==== Available data

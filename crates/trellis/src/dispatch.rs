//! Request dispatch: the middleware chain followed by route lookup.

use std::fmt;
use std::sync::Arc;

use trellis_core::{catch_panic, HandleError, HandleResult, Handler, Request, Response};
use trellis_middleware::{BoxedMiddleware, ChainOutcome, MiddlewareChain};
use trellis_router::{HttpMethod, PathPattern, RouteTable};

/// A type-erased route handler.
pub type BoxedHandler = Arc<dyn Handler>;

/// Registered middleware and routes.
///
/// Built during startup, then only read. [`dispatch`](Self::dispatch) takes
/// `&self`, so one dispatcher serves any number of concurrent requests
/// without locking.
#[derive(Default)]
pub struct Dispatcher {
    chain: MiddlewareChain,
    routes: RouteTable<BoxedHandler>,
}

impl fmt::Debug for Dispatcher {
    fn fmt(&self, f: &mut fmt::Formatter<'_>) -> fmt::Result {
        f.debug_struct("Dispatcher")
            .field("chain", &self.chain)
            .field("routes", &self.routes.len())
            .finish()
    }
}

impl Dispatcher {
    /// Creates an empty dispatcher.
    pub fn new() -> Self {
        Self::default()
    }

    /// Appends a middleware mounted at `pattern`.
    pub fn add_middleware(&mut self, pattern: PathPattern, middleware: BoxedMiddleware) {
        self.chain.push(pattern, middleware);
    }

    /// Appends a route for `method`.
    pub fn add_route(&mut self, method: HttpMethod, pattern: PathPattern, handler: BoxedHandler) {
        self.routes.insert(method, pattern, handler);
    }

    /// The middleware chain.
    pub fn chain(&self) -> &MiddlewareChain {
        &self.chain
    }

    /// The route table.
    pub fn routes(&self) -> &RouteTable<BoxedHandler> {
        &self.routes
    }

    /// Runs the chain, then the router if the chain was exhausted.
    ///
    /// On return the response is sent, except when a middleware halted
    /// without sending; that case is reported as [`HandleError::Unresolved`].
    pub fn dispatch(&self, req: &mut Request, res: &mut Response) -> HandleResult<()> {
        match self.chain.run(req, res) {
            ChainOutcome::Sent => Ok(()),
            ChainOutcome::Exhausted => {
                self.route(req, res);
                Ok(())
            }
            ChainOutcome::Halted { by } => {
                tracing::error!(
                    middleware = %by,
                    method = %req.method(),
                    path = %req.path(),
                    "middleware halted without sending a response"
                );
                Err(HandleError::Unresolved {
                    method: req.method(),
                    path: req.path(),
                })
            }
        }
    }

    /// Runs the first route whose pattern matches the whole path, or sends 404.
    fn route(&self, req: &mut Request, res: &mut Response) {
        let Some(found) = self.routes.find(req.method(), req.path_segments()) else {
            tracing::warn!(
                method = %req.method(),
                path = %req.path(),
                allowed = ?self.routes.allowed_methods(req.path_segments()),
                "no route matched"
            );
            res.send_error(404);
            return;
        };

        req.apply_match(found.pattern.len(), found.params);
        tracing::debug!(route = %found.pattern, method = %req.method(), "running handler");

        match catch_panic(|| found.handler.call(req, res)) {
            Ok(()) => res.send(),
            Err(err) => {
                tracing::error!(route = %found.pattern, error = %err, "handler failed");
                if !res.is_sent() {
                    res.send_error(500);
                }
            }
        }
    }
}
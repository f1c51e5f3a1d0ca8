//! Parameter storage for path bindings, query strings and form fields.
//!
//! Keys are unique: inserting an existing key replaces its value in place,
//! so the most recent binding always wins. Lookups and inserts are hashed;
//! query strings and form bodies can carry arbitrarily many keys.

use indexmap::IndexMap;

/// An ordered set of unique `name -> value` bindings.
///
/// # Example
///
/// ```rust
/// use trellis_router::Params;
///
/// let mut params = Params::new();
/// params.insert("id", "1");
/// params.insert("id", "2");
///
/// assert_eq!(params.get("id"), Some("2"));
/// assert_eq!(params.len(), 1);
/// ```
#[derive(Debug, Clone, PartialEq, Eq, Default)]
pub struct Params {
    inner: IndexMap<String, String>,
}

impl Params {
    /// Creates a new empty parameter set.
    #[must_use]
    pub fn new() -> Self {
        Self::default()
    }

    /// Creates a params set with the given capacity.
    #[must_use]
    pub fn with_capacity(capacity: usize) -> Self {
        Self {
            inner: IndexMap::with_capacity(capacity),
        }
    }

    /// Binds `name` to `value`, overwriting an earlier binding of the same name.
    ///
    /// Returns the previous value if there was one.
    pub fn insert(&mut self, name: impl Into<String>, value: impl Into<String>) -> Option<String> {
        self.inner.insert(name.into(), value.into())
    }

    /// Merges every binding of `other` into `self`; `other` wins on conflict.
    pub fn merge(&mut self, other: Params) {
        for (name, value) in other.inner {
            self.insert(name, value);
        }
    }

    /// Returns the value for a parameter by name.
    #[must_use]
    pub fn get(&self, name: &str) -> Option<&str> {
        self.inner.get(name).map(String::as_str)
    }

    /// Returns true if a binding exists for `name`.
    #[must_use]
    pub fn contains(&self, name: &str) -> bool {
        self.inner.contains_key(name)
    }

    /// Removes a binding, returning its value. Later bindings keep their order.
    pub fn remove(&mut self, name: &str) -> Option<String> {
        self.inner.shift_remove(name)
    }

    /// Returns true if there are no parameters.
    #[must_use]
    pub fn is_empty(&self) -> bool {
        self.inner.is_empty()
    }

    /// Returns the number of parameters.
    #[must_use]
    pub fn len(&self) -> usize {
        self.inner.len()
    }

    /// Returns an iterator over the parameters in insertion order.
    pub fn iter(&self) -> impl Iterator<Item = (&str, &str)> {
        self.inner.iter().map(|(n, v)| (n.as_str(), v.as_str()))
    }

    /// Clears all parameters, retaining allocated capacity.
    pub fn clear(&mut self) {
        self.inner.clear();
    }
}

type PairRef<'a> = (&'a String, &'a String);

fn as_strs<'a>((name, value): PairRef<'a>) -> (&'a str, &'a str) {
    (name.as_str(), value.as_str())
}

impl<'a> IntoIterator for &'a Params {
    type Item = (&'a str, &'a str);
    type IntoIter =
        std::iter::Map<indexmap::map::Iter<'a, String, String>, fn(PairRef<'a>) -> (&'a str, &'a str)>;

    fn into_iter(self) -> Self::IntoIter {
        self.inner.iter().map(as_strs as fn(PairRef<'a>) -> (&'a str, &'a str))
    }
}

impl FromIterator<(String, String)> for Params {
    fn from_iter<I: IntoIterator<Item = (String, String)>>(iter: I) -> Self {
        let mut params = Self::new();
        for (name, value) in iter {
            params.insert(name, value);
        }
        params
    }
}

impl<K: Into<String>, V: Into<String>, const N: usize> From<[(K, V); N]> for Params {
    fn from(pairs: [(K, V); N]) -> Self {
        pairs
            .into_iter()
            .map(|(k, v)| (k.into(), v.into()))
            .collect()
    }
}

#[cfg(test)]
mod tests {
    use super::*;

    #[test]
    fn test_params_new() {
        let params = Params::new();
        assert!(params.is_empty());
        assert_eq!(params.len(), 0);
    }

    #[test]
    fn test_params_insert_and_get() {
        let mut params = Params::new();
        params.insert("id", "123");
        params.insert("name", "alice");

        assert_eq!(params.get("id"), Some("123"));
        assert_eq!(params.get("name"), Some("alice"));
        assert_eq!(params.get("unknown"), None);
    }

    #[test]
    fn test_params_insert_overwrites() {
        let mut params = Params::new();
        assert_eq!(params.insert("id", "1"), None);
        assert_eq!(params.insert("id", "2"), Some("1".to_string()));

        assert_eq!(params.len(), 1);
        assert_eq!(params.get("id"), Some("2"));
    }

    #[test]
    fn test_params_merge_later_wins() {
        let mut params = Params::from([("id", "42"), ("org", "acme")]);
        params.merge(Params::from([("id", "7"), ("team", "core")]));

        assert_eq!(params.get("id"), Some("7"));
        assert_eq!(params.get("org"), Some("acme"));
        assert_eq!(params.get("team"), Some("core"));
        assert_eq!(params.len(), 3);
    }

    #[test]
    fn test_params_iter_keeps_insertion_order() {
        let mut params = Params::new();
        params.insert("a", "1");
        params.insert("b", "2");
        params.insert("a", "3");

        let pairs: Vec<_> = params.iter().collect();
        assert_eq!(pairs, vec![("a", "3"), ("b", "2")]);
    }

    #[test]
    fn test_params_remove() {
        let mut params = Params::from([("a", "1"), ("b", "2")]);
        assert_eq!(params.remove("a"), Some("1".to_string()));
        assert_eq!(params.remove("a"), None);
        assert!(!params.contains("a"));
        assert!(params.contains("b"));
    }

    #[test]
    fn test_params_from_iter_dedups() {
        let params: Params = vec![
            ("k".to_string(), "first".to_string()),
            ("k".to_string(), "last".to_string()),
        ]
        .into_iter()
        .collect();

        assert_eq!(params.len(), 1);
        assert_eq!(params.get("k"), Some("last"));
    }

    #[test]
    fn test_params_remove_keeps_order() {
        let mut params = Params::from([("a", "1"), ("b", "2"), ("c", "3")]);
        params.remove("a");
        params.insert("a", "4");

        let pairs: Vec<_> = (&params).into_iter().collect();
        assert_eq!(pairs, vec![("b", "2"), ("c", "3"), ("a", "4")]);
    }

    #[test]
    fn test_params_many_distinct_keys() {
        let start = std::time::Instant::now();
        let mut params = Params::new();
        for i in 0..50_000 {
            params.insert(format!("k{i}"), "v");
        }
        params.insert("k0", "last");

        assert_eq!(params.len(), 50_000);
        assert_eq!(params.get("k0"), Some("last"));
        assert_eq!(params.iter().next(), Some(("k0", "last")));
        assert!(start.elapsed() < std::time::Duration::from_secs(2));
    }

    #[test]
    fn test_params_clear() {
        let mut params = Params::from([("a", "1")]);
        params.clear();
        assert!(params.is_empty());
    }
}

========

Try it |
Wherever the string "ChainOutcome" appears in a line of the records above, copy that line.

Solution |
use trellis_middleware::{BoxedMiddleware, ChainOutcome, MiddlewareChain};
            ChainOutcome::Sent => Ok(()),
            ChainOutcome::Exhausted => {
            ChainOutcome::Halted { by } => {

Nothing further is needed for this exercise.